Yanında iki küçük çocukla birlikte “Çayeli 9 Mart İlkokulunun” yolunu tutan amca, müdür muavininin odasına girerek önce selam veriyor, sonra da;
-Hocam, benim çocuklarım yaşları tutmadığı için köyde bir sene kayıtsız okula gittiler. Fakat ikisi de okumayı söktüler, acaba ikinci sınıfa kayıtlarını yapmanız mümkün müdür?
Müdür muavini, amcaya dönerek;

-Önce bir imtihan yapalım, bakalım dediğiniz gibi okuma yazmayı öğrenebilmişler mi? Öğrenmişlerse elbette ikinci sınıfa kayıtlarının yapılması mümkündür…
O güne kadar imtihan sözcüğünü hiç duymamış olan çocuklar birbirlerinin yüzüne endişeli bir çaresizlikle bakakalmışlardı! Anlamını dahi bilmedikleri bu sözcük, ömür boyunca aslında karşılarına çıkacak hayatın bir gerçeğiydi. Köyde afacanlıklarıyla tanınan çocuklar, tanımadıkları bilmedikleri şehir hayatı ve okulun atmosferi içerisin de sus-pus olmuş haklarında verilecek kararı bekliyorlardı!..

Müdür muavininin önünde bir iki gazete vardı ve çocuklar konuşmalar esnasında gözlerini onlardan alamıyorlardı. Gazetelerin bir tanesini çok iyi tanıyorlardı. Zira amcaları köyden şehre geldiklerinden beri her akşam bu gazeteyle eve geliyordu.

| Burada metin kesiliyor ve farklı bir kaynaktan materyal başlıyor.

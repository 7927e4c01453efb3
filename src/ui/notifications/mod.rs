// SPDX-License-Identifier: MPL-2.0
//! Toast notifications.
//!
//! Save, upload, crop and load outcomes are reported as short-lived toasts
//! instead of dialogs. Success and info toasts disappear after 3 s, warnings
//! after 5 s, errors stay until dismissed. See [`Manager`] for queueing.
//!
//! ```ignore
//! notifications.push(Notification::success("notification-collection-saved")
//!     .with_arg("name", &collection.name));
//! ```

mod manager;
mod notification;
mod toast;

pub use manager::{Manager, Message as NotificationMessage, MAX_VISIBLE};
pub use notification::{Notification, NotificationId, Severity};
pub use toast::Toast;
// SPDX-License-Identifier: MPL-2.0
//! Media domain types.
//!
//! This module contains core media types that are independent of any
//! presentation or infrastructure concerns.

pub mod reorderable;
pub mod types;

pub use reorderable::{MediaEntry, ReorderableMediaList};
pub use types::{MediaItem, MediaKind, MediaSequence, RawImage};
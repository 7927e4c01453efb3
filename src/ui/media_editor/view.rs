// SPDX-License-Identifier: MPL-2.0
//! Tile grid for the media editor.

use super::component::{MediaEditor, Message};
use crate::domain::media::{MediaEntry, MediaKind};
use crate::i18n::fluent::I18n;
use crate::ui::design_tokens::{palette, sizing, spacing, typography};
use crate::ui::styles;
use iced::widget::{button, container, mouse_area, stack, text, Column, Row};
use iced::{alignment, Element, Length, Theme};
use std::time::Instant;

pub struct ViewContext<'a> {
    pub i18n: &'a I18n,
    pub now: Instant,
}

pub fn view<'a>(editor: &'a MediaEditor, ctx: &ViewContext<'a>) -> Element<'a, Message> {
    if editor.list().is_empty() {
        return container(
            text(ctx.i18n.tr("media-editor-empty"))
                .size(typography::BODY_SM)
                .color(palette::GRAY_400),
        )
        .width(Length::Fill)
        .padding(spacing::MD)
        .align_x(alignment::Horizontal::Center)
        .style(styles::container::media_frame)
        .into();
    }

    let tiles = Row::with_children(
        editor
            .list()
            .iter()
            .enumerate()
            .map(|(position, entry)| tile(editor, position, entry, ctx)),
    )
    .spacing(spacing::SM)
    .wrap();

    let hint = text(ctx.i18n.tr("media-editor-reorder-hint"))
        .size(typography::CAPTION)
        .color(palette::GRAY_400);

    mouse_area(Column::new().spacing(spacing::XS).push(tiles).push(hint))
        .on_release(Message::Released)
        .into()
}

fn tile<'a>(
    editor: &'a MediaEditor,
    position: usize,
    entry: &'a MediaEntry,
    ctx: &ViewContext<'a>,
) -> Element<'a, Message> {
    let size = Length::Fixed(sizing::MEDIA_TILE);
    let id = entry.id;

    let media: Element<'a, Message> = match editor.thumbnail(id) {
        Some(image) => image.view(size, size, ctx.now),
        None => container(
            text(ctx.i18n.tr("carousel-video-label"))
                .size(typography::CAPTION)
                .color(palette::GRAY_200),
        )
        .width(size)
        .height(size)
        .align_x(alignment::Horizontal::Center)
        .align_y(alignment::Vertical::Center)
        .style(|_theme: &Theme| container::Style {
            background: Some(iced::Background::Color(palette::GRAY_900)),
            ..Default::default()
        })
        .into(),
    };

    let mut layers = stack![media];
    if position == 0 {
        layers = layers.push(
            container(
                container(text(ctx.i18n.tr("media-editor-primary")).size(typography::CAPTION))
                    .padding([spacing::XXS, spacing::XS])
                    .style(styles::container::badge(palette::PRIMARY_500)),
            )
            .padding(spacing::XXS),
        );
    }

    let frame_style: fn(&Theme) -> container::Style = if editor.drop_target() == Some(id) {
        styles::container::drop_target
    } else {
        styles::container::card
    };
    let frame = container(layers)
        .padding(spacing::XXS)
        .clip(true)
        .style(frame_style);

    let draggable = mouse_area(frame)
        .on_press(Message::TilePressed(id))
        .on_enter(Message::TileEntered(id))
        .on_exit(Message::TileExited(id));

    let mut actions = Row::new().spacing(spacing::XXS);
    if entry.kind == MediaKind::Image {
        actions = actions.push(
            button(text(ctx.i18n.tr("media-editor-crop")).size(typography::CAPTION))
                .padding([spacing::XXS, spacing::XS])
                .style(styles::button::secondary)
                .on_press(Message::Crop(id)),
        );
    }
    actions = actions.push(
        button(text(ctx.i18n.tr("media-editor-remove")).size(typography::CAPTION))
            .padding([spacing::XXS, spacing::XS])
            .style(styles::button::danger)
            .on_press(Message::Remove(id)),
    );

    let dragging = editor.drag_source() == Some(id);
    let caption = text(format!("#{}", position + 1))
        .size(typography::CAPTION)
        .color(if dragging {
            palette::ACCENT_500
        } else {
            palette::GRAY_400
        });

    Column::new()
        .spacing(spacing::XXS)
        .width(Length::Fixed(sizing::MEDIA_TILE + spacing::XS))
        .push(draggable)
        .push(caption)
        .push(actions)
        .into()
}
// SPDX-License-Identifier: MPL-2.0
//! Carousel rendering.

use super::animation::visible_slices;
use super::component::{Carousel, Message};
use crate::domain::media::MediaItem;
use crate::i18n::fluent::I18n;
use crate::ui::design_tokens::{palette, sizing, spacing, typography};
use crate::ui::styles;
use iced::widget::{
    button, container, image, mouse_area, stack, text, Column, Container, Row,
};
use iced::{alignment, Element, Length, Theme};
use std::time::Instant;

pub struct ViewContext<'a> {
    pub i18n: &'a I18n,
    pub now: Instant,
    pub width: f32,
    pub height: f32,
}

pub fn view<'a>(carousel: &'a Carousel, ctx: &ViewContext<'a>) -> Element<'a, Message> {
    let state = carousel.state();
    if state.is_empty() {
        return container(
            text(ctx.i18n.tr("carousel-no-media"))
                .size(typography::BODY)
                .color(palette::GRAY_400),
        )
        .width(Length::Fixed(ctx.width))
        .height(Length::Fixed(ctx.height))
        .align_x(alignment::Horizontal::Center)
        .align_y(alignment::Vertical::Center)
        .style(styles::container::media_frame)
        .into();
    }

    let strip = Row::with_children(
        visible_slices(carousel.strip_position(ctx.now), state.len())
            .into_iter()
            .map(|slice| {
                let align = if slice.anchored_right {
                    alignment::Horizontal::Right
                } else {
                    alignment::Horizontal::Left
                };
                Container::new(item_view(carousel, slice.index, ctx))
                    .width(Length::Fixed(ctx.width * slice.fraction))
                    .height(Length::Fixed(ctx.height))
                    .align_x(align)
                    .clip(true)
                    .into()
            }),
    );

    let mut layers = stack![strip]
        .width(Length::Fixed(ctx.width))
        .height(Length::Fixed(ctx.height));

    if carousel.current_item().is_some_and(MediaItem::is_video) {
        layers = layers.push(video_controls(carousel));
    }
    if state.has_navigation() {
        layers = layers.push(navigation_controls(carousel));
    }

    mouse_area(
        container(layers)
            .clip(true)
            .style(styles::container::media_frame),
    )
    .on_move(Message::PointerMoved)
    .on_press(Message::PointerPressed)
    .on_release(Message::PointerReleased)
    .on_exit(Message::PointerLeft)
    .into()
}

fn item_view<'a>(carousel: &'a Carousel, index: usize, ctx: &ViewContext<'a>) -> Element<'a, Message> {
    let width = Length::Fixed(ctx.width);
    let height = Length::Fixed(ctx.height);

    if let Some(lazy) = carousel.image(index) {
        return lazy.view(width, height, ctx.now);
    }

    if let Some(frame) = carousel.frame(index) {
        return container(
            image(frame.clone())
                .width(width)
                .height(height)
                .content_fit(iced::ContentFit::Contain),
        )
        .width(width)
        .height(height)
        .style(|_theme: &Theme| container::Style {
            background: Some(iced::Background::Color(palette::GRAY_900)),
            ..Default::default()
        })
        .into();
    }

    // Video poster
    container(
        text(ctx.i18n.tr("carousel-video-label"))
            .size(typography::CAPTION)
            .color(palette::GRAY_200),
    )
    .width(width)
    .height(height)
    .padding(spacing::SM)
    .align_x(alignment::Horizontal::Center)
    .align_y(alignment::Vertical::Top)
    .style(|_theme: &Theme| container::Style {
        background: Some(iced::Background::Color(palette::GRAY_900)),
        ..Default::default()
    })
    .into()
}

fn round_button<'a>(glyph: &'static str, message: Message, size: f32) -> Element<'a, Message> {
    button(
        container(text(glyph).size(typography::BODY))
            .width(Length::Fill)
            .height(Length::Fill)
            .align_x(alignment::Horizontal::Center)
            .align_y(alignment::Vertical::Center),
    )
    .width(Length::Fixed(size))
    .height(Length::Fixed(size))
    .padding(0)
    .on_press(message)
    .style(styles::button::overlay)
    .into()
}

fn video_controls(carousel: &Carousel) -> Element<'_, Message> {
    let state = carousel.state();
    let play_glyph = if state.is_playing() { "❚❚" } else { "▶" };
    let mute_glyph = if state.is_muted() { "🔇" } else { "🔊" };

    let center = container(round_button(
        play_glyph,
        Message::TogglePlayPause,
        sizing::ICON_LG * 1.5,
    ))
    .width(Length::Fill)
    .height(Length::Fill)
    .align_x(alignment::Horizontal::Center)
    .align_y(alignment::Vertical::Center);

    let mute = container(round_button(
        mute_glyph,
        Message::ToggleMute,
        sizing::CAROUSEL_ARROW,
    ))
    .width(Length::Fill)
    .height(Length::Fill)
    .padding(spacing::XS)
    .align_x(alignment::Horizontal::Left)
    .align_y(alignment::Vertical::Bottom);

    stack![center, mute].into()
}

fn navigation_controls(carousel: &Carousel) -> Element<'_, Message> {
    let state = carousel.state();
    let current = state.current_index();

    let arrows = Row::new()
        .push(
            container(round_button("‹", Message::Previous, sizing::CAROUSEL_ARROW))
                .width(Length::Fill)
                .align_x(alignment::Horizontal::Left),
        )
        .push(
            container(round_button("›", Message::Next, sizing::CAROUSEL_ARROW))
                .width(Length::Fill)
                .align_x(alignment::Horizontal::Right),
        )
        .padding(spacing::XS)
        .align_y(alignment::Vertical::Center);

    let dots = Row::with_children((0..state.len()).map(|index| {
        let active = current == Some(index);
        let width = if active {
            sizing::CAROUSEL_DOT_ACTIVE
        } else {
            sizing::CAROUSEL_DOT
        };
        button(text(""))
            .width(Length::Fixed(width))
            .height(Length::Fixed(sizing::CAROUSEL_DOT))
            .padding(0)
            .on_press(Message::GoTo(index))
            .style(styles::button::dot(active))
            .into()
    }))
    .spacing(spacing::XXS);

    Column::new()
        .push(
            container(arrows)
                .width(Length::Fill)
                .height(Length::Fill)
                .align_y(alignment::Vertical::Center),
        )
        .push(
            container(dots)
                .width(Length::Fill)
                .padding(spacing::XS)
                .align_x(alignment::Horizontal::Right),
        )
        .into()
}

Çocuklar bütün bunları düşünürken, müdür muavini, sevecen bir tavırla, kendisine daha yakın duran çocuklardan bir tanesine amcanın her akşam eve getirdiği gazeteyi göstererek,
- Oku bakıyım evladım burada ne yazıyor? çocuk yüzü kızararak;
-Tercüman! Deyiveriyor.
-Aferin oğlum!
Sonra öteki çocuğa dönerek diğer gazeteyi gösterdi ve sordu;
-Sende oku bakıyım evladım?
Diğer çocukta tabir caizse tık yok! Kelimeler boğazına düğümlenmişti. Hâlbuki ki köyde ne güzel de okuyordu! Şimdi ne olmuştu da okuyamıyordu. Uğraşıyor, yutkunuyor kendisini toparlamaya çabalıyordu ama nafileydi bütün bunlar, anlaşılmıştı ki gösterilen gazeteyi okuyamayacaktı…

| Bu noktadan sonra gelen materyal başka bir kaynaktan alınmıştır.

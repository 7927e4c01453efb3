// SPDX-License-Identifier: MPL-2.0
//! Visibility registry for deferred images.
//!
//! Interested parties [`register`](VisibilityObserver::register) a key and
//! keep the returned [`Registration`]. The view layer reports visible area
//! ratios; the first report at or above the threshold fires the key and
//! disposes its entry. A registration can be dropped early with
//! [`unregister`](VisibilityObserver::unregister), for example when the
//! carousel that asked for it closes before the image was ever seen.

use crate::app::config::DEFAULT_LAZY_VISIBILITY_THRESHOLD;
use std::collections::HashMap;
use std::hash::Hash;

/// Handle proving a key is observed. Stale handles do nothing.
#[derive(Debug, Clone, Copy, PartialEq, Eq, Hash)]
pub struct Registration(u64);

#[derive(Debug, Clone)]
pub struct VisibilityObserver<K> {
    threshold: f32,
    entries: HashMap<K, Registration>,
    next_id: u64,
}

impl<K: Eq + Hash + Clone> Default for VisibilityObserver<K> {
    fn default() -> Self {
        Self::new(DEFAULT_LAZY_VISIBILITY_THRESHOLD)
    }
}

impl<K: Eq + Hash + Clone> VisibilityObserver<K> {
    #[must_use]
    pub fn new(threshold: f32) -> Self {
        Self {
            threshold,
            entries: HashMap::new(),
            next_id: 0,
        }
    }

    #[must_use]
    pub fn threshold(&self) -> f32 {
        self.threshold
    }

    /// Starts observing `key`. Registering an observed key returns its
    /// existing handle.
    pub fn register(&mut self, key: K) -> Registration {
        if let Some(existing) = self.entries.get(&key) {
            return *existing;
        }
        let registration = Registration(self.next_id);
        self.next_id += 1;
        self.entries.insert(key, registration);
        registration
    }

    /// Stops observing the key behind `registration`.
    pub fn unregister(&mut self, registration: Registration) -> bool {
        let before = self.entries.len();
        self.entries.retain(|_, r| *r != registration);
        self.entries.len() < before
    }

    /// Reports the visible ratio of `key`. Returns `true` if this report
    /// fired the entry; it is disposed in the same call.
    pub fn report(&mut self, key: &K, ratio: f32) -> bool {
        if ratio >= self.threshold && self.entries.contains_key(key) {
            self.entries.remove(key);
            return true;
        }
        false
    }

    /// Reports many keys at once and returns the ones that fired.
    pub fn report_all<I>(&mut self, reports: I) -> Vec<K>
    where
        I: IntoIterator<Item = (K, f32)>,
    {
        reports
            .into_iter()
            .filter_map(|(key, ratio)| self.report(&key, ratio).then_some(key))
            .collect()
    }

    #[must_use]
    pub fn is_observing(&self, key: &K) -> bool {
        self.entries.contains_key(key)
    }

    #[must_use]
    pub fn len(&self) -> usize {
        self.entries.len()
    }

    #[must_use]
    pub fn is_empty(&self) -> bool {
        self.entries.is_empty()
    }
}

/// Fraction of `item` (top, height) inside `viewport` (top, height), in `[0, 1]`.
#[must_use]
pub fn visible_ratio(item_top: f32, item_height: f32, viewport_top: f32, viewport_height: f32) -> f32 {
    if item_height <= 0.0 {
        return 0.0;
    }
    let top = item_top.max(viewport_top);
    let bottom = (item_top + item_height).min(viewport_top + viewport_height);
    ((bottom - top).max(0.0) / item_height).clamp(0.0, 1.0)
}

#[cfg(test)]
mod tests {
    use super::*;

    #[test]
    fn fires_once_at_threshold_then_disposes() {
        let mut observer = VisibilityObserver::new(0.1);
        observer.register("card");
        assert!(!observer.report(&"card", 0.05));
        assert!(observer.is_observing(&"card"));
        assert!(observer.report(&"card", 0.1));
        assert!(!observer.is_observing(&"card"));
        assert!(!observer.report(&"card", 1.0));
    }

    #[test]
    fn unregister_before_trigger() {
        let mut observer = VisibilityObserver::default();
        let registration = observer.register(7_u32);
        assert!(observer.unregister(registration));
        assert!(!observer.report(&7, 1.0));
        assert!(!observer.unregister(registration));
    }

    #[test]
    fn duplicate_register_shares_handle() {
        let mut observer = VisibilityObserver::default();
        let a = observer.register(1_u8);
        let b = observer.register(1_u8);
        assert_eq!(a, b);
        assert_eq!(observer.len(), 1);
    }

    #[test]
    fn report_all_returns_fired_keys() {
        let mut observer = VisibilityObserver::new(0.5);
        for key in 0..4_u8 {
            observer.register(key);
        }
        let fired = observer.report_all([(0, 0.6), (1, 0.2), (2, 0.5), (9, 1.0)]);
        assert_eq!(fired, vec![0, 2]);
        assert_eq!(observer.len(), 2);
    }

    #[test]
    fn ratio_of_partially_visible_item() {
        assert_eq!(visible_ratio(0.0, 100.0, 0.0, 500.0), 1.0);
        assert!((visible_ratio(450.0, 100.0, 0.0, 500.0) - 0.5).abs() < 1e-6);
        assert_eq!(visible_ratio(600.0, 100.0, 0.0, 500.0), 0.0);
        assert!((visible_ratio(-90.0, 100.0, 0.0, 500.0) - 0.1).abs() < 1e-5);
    }
}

Birkaç dakika sonra, müdür muavini, veli olan amcaya dönerek, gazeteyi okuyan çocuğu işaret ederek;
-Bu evladımız imtihanı kazandı, ikinci sınıfa kaydını yapabiliriz. Maalesef diğeri birinci sınıfa devam edecek! Bir ay içerisin de okuma-yazmayı sökerse onu da ikinci sınıfa yükseltiriz diyerek açık bir kapı bırakmıştı okumayı başaramamış çocuğa!

Amca, müdür muavinine teşekkür ederek çocuklarla birlikte okuldan ayrılmışlardı ve yapacak bir şey de yoktu şimdilik!

Eve geldiler. Hayatının bu ilk imtihanını kaybeden çocuk mutsuz diğeri mutluydu! Aslında birazda gurur etmiyor değildi! Hayatının bu ilk imtihanının şokunu üzerinden bir türlü atamıyordu. Köyde bölük pörçük de olsa öğrendiklerini tamamen unutmuştu! Amca her akşam ders çalıştırıyor, istiyor ki verilen sürede yeğeni okumayı söksün ki amcasının oğluyla birlikte ikinci sınıfa devam etsin…

Günler gelip geçiyordu... Maalesef imtihanı kaybeden çocukta okumaya dair bir ilerleme kaydedilmiyordu… Yine böyle bir akşam, amca ile ders çalışırken, okuma kitabının bir yerinde takılıp kaldı. Amcası oku ne yazıyor dediğinde cevap veremiyor ve her defasında da “amcanın şamarı” ensesinde patlıyordu! Çocuk Nuh diyor peygamber demiyordu bir türlü. En sonunda amcası çocuğa sinirli bir ses tonuyla, daha önce imtihanı kazanan yaşıtı amcaoğlu Osman’ı göstererek;
-Git Osman abine sor bakalım burada ne yazıyor!
Bir tarafta dayak bir tarafta gurur kararını veriyor, gururunu yenecek ve gidecek amcaoğluna soracaktı…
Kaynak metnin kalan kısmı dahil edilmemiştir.